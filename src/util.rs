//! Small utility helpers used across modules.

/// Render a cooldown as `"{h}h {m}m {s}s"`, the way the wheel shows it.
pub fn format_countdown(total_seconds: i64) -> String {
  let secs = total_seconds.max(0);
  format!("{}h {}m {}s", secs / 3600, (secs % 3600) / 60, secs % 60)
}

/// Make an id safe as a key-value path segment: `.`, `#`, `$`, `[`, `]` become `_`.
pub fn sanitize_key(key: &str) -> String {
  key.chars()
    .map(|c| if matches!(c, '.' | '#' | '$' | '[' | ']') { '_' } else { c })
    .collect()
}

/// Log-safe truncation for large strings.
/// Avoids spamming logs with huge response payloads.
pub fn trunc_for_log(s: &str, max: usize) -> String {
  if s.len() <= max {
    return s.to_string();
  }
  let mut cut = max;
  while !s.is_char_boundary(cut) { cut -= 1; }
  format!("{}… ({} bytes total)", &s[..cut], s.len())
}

§ **Exercise**: Only one stretch of the records above is wanted: the lines between the one holding "used across modules." and the one holding "huge response payloads.", inclusive, reproduced exactly.

§ **Answer box**:
//! Small utility helpers used across modules.

/// Render a cooldown as `"{h}h {m}m {s}s"`, the way the wheel shows it.
pub fn format_countdown(total_seconds: i64) -> String {
  let secs = total_seconds.max(0);
  format!("{}h {}m {}s", secs / 3600, (secs % 3600) / 60, secs % 60)
}

/// Make an id safe as a key-value path segment: `.`, `#`, `$`, `[`, `]` become `_`.
pub fn sanitize_key(key: &str) -> String {
  key.chars()
    .map(|c| if matches!(c, '.' | '#' | '$' | '[' | ']') { '_' } else { c })
    .collect()
}

/// Log-safe truncation for large strings.
/// Avoids spamming logs with huge response payloads.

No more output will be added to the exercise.